Pool player not guilty of GBH with pint glass in St Albans pub
PUBLISHED: 12:09 02 September 2015 | UPDATED: 12:09 02 September 2015
A pool player who was taking too long over his game in a St Albans pub has been found not guilty of causing grievous bodily harm to a woman who also wanted to play.
Two years ago, Tracey Hewson, 47, had 17 stitches in hospital after being struck on the neck with a pint glass in the Great Northern pub, London Road, after she had complained that Mark Flanagan and his friend were taking too long to finish.
But he told the jury at St Albans Crown Court last week that he had hit her accidentally when she had confronted him and pushed the balls into the pool table pockets to end his game.
Mr Flanagan, 28, of Dellfield in St Albans, pleaded not guilty to causing grievous bodily harm with intent and not guilty to an alternative, lesser charge of inflicting grievous bodily harm. He was found not guilty of both charges.
Giving evidence behind a screen, Ms Hewson said she had gone to the pub with her boyfriend on November 9, 2013, to watch football on the TV, before deciding to play pool. She had put a pound on the table to indicate they wanted to play the next game.
She told the jury that while a game usually takes five or 10 minutes, Mr Flanagan and his friend appeared not to be playing and she had waited for 45 minutes.
Under cross examination by Andel Singh, for Mr Flanagan, Ms Hewson said she and her boyfriend had drunk four or five pints of Carlsberg in two other pubs before going to the Great Northern, where they had two or three more.
She became annoyed that Mr Flanagan and his friend were time-wasting. Ms Hewson said: “I had already asked 20 or 30 minutes before and they said they would be ‘done in a minute’.”
Asked why she had not asked the barmaid to tell them to finish, she replied: “She was busy serving people.”
Ms Hewson told the jury she kicked out at Mr Flanagan and then thought he was going to slap her.
She said: “I turned away and then I felt blood running down my neck. I thought it was a slap.
“I looked down and there was blood dripping on the pool table.”
Ms Hewson was taken to Watford General Hospital where she had two shards of glass removed from her neck and received 17 stitches.
Asked by prosecutor Philip Levy about the long term effects of the injury, she said: “I have got a big scar on my neck. I get tingling - sometimes it feels like I have had ice cubes put on it. Psychologically, I am not the same person.”
Mr Levy said Mr Flanagan admitted flicking beer over Ms Hewson. When questioned, he told the police that when she kicked him in the stomach he raised his hand, which had a pint glass in it, in self defence.

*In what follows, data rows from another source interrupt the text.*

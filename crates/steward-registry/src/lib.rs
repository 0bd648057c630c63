//! # steward-registry
//!
//! The static capability catalog for the STEWARD capability-control core.
//!
//! ## Overview
//!
//! This crate provides [`CapabilityRegistry`]: the catalog of every
//! capability that may be granted to a support agent, organized in named
//! groups. The registry is built once at startup — from the built-in
//! catalog or a TOML file — and shared by reference afterward.
//!
//! ## Quick start
//!
//! ```rust,ignore
//! use steward_registry::builtin_catalog;
//!
//! let registry = builtin_catalog();
//! assert!(registry.is_registered("manage_network"));
//! ```
//!
//! ## Invariants
//!
//! Group names are unique, and capability keys are globally unique across
//! all groups. Both are enforced when a group is registered, so resolution
//! never needs to disambiguate a key.

pub mod catalog;
pub mod registry;

pub use catalog::{builtin_catalog, platform_groups, wordpress_group};
pub use registry::CapabilityRegistry;

// ── Tests ─────────────────────────────────────────────────────────────────────
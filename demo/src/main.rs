//! STEWARD — Support Agent Capability Control Demo CLI
//!
//! Runs one or all of the three demo scenarios. Each scenario uses real
//! STEWARD components (capability registry, resolver, lifecycle manager)
//! wired against the in-memory host implementations.
//!
//! Usage:
//!   cargo run -p demo -- run-all
//!   cargo run -p demo -- provisioning
//!   cargo run -p demo -- access-check
//!   cargo run -p demo -- display

use clap::{Parser, Subcommand};
use tracing_subscriber::EnvFilter;

mod scenarios;

// ── CLI definition ────────────────────────────────────────────────────────────

/// STEWARD — capability-scoped support agents demo.
///
/// Each subcommand runs one or all of the demo scenarios, showing agent
/// provisioning, fail-closed access checks, and display-title resolution.
#[derive(Parser)]
#[command(
    name = "demo",
    about = "STEWARD support-agent capability-control demo",
    long_about = "Runs STEWARD demo scenarios showing agent provisioning,\n\
                  capability grant validation, fail-closed access checks,\n\
                  and grouped display titles."
)]
struct Cli {
    #[command(subcommand)]
    command: Command,
}

#[derive(Subcommand)]
enum Command {
    /// Run all three scenarios in sequence.
    RunAll,
    /// Scenario 1: agent provisioning and boundary validation.
    Provisioning,
    /// Scenario 2: capability resolution and fail-closed access checks.
    AccessCheck,
    /// Scenario 3: grouped display titles with the platform marker.
    Display,
}

// ── Entry point ───────────────────────────────────────────────────────────────

fn main() {
    // Initialize structured logging. Set RUST_LOG=debug for verbose output,
    // including the resolver's dropped-grant traces.
    tracing_subscriber::fmt()
        .with_env_filter(
            EnvFilter::try_from_default_env().unwrap_or_else(|_| EnvFilter::new("warn")),
        )
        .with_target(false)
        .compact()
        .init();

    let cli = Cli::parse();

    print_banner();

    let result = match cli.command {
        Command::RunAll => run_all(),
        Command::Provisioning => scenarios::run_provisioning(),
        Command::AccessCheck => scenarios::run_access_check(),
        Command::Display => scenarios::run_display(),
    };

    match result {
        Ok(()) => {
            println!("All selected scenarios completed successfully.");
        }
        Err(e) => {
            eprintln!("Demo error: {}", e);
            std::process::exit(1);
        }
    }
}

fn run_all() -> steward_contracts::error::StewardResult<()> {
    scenarios::run_provisioning()?;
    scenarios::run_access_check()?;
    scenarios::run_display()?;
    Ok(())
}

// ── Banner ────────────────────────────────────────────────────────────────────

fn print_banner() {
    println!();
    println!("STEWARD — Capability-Scoped Support Agents");
    println!("==========================================");
    println!();
    println!("Resolution model per access check:");
    println!("  [1] effective = (agent grants ∪ granting-admin caps) ∩ registry keys");
    println!("  [2] unregistered keys are dropped, never granted");
    println!("  [3] missing agent or empty key → deny (fail closed, never an error)");
    println!();
}
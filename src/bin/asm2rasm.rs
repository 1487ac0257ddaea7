// SPDX-License-Identifier: GPL-3.0-or-later
// Copyright (C) 2026 Erik van der Tier

// Standard PIC assembly (.asm) to readable assembly (.rasm).

use std::path::PathBuf;
use std::process;

use clap::{ArgAction, Parser};

use picrasm::cli::{
    exit_code, load_table, read_input, validate_common, write_output, CommonOpts, DiagnosticsSink,
    VERSION,
};
use picrasm::reverse::{reverse_translate, ReverseOptions};
use picrasm::table::{Family, Language};

const LONG_ABOUT: &str = "Convert standard PIC16/PIC18 assembly (.asm) to readable assembly (.rasm).

The instruction-set family must be declared when it matters: a handful of
mnemonics (BRA, ADDFSR, CALLW, MOVLB, ADDWFC, SUBWFB, RESET) mean different
things on PIC16 enhanced mid-range and PIC18 parts, and the readable name
chosen for them depends on --family.";

#[derive(Parser, Debug)]
#[command(
    name = "asm2rasm",
    version = VERSION,
    about = "Standard PIC16/PIC18 assembly to readable assembly",
    long_about = LONG_ABOUT
)]
struct Cli {
    #[arg(
        value_name = "INPUT",
        long_help = "Input file with standard PIC assembly (.asm)."
    )]
    input: PathBuf,
    #[arg(
        short = 'o',
        long = "output",
        value_name = "FILE",
        long_help = "Output file for the readable assembly (.rasm). Defaults to stdout."
    )]
    output: Option<PathBuf>,
    #[arg(
        long = "lang",
        value_enum,
        default_value_t = Language::En,
        long_help = "Target language for readable names: en (English, default) or si (Slovenian)."
    )]
    lang: Language,
    #[arg(
        long = "family",
        value_enum,
        default_value_t = Family::Pic16,
        long_help = "Instruction-set family of the input: pic16 (default) or pic18. Selects the readable name for family-ambiguous mnemonics."
    )]
    family: Family,
    #[arg(
        long = "assign",
        action = ArgAction::SetTrue,
        long_help = "Render MOVLW/MOVWF/MOVFF as assignment syntax (wreg = 0x05). Assignment output is accepted by rasm2asm but is not byte-exact under a round trip."
    )]
    assign: bool,
    #[command(flatten)]
    common: CommonOpts,
}

fn run(cli: &Cli) -> Result<i32, picrasm::error::RasmError> {
    let config = validate_common(&cli.common)?;
    let table = load_table(&config)?;

    let source = read_input(&cli.input)?;
    let result = reverse_translate(
        &source,
        &table,
        ReverseOptions {
            family: cli.family,
            language: cli.lang,
            assignment_style: cli.assign,
        },
    );

    let mut sink = DiagnosticsSink::from_config(&config.diagnostics_sink)?;
    sink.emit_diagnostics(
        &cli.input,
        &result.diagnostics,
        config.warning_policy,
        config.output_format,
    );

    if write_output(cli.output.as_deref(), &result.text)? && !config.quiet {
        if let Some(path) = &cli.output {
            eprintln!("Readable assembly written to: {}", path.display());
        }
    }

    Ok(exit_code(&result.diagnostics, config.warning_policy))
}

fn main() {
    let cli = Cli::parse();
    match run(&cli) {
        Ok(code) => process::exit(code),
        Err(err) => {
            eprintln!("asm2rasm: {err}");
            process::exit(1);
        }
    }
}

In the witness box, he said he had drunk four or five pints in the pub, having been there since 1pm. Mr Flanagan explained that during his pool match the man he had been playing with had gone out for a smoke.
When Ms Hewson started putting balls down the pockets, he said: “She seemed like a crazy woman. I didn’t want to go over to her.”
Asked what he did when she went to kick him, he said: “I didn’t have time to think about the glass in my hand. I was being attacked.”
Mr Flanagan said the glassing had been an accident and he was acting in self defence.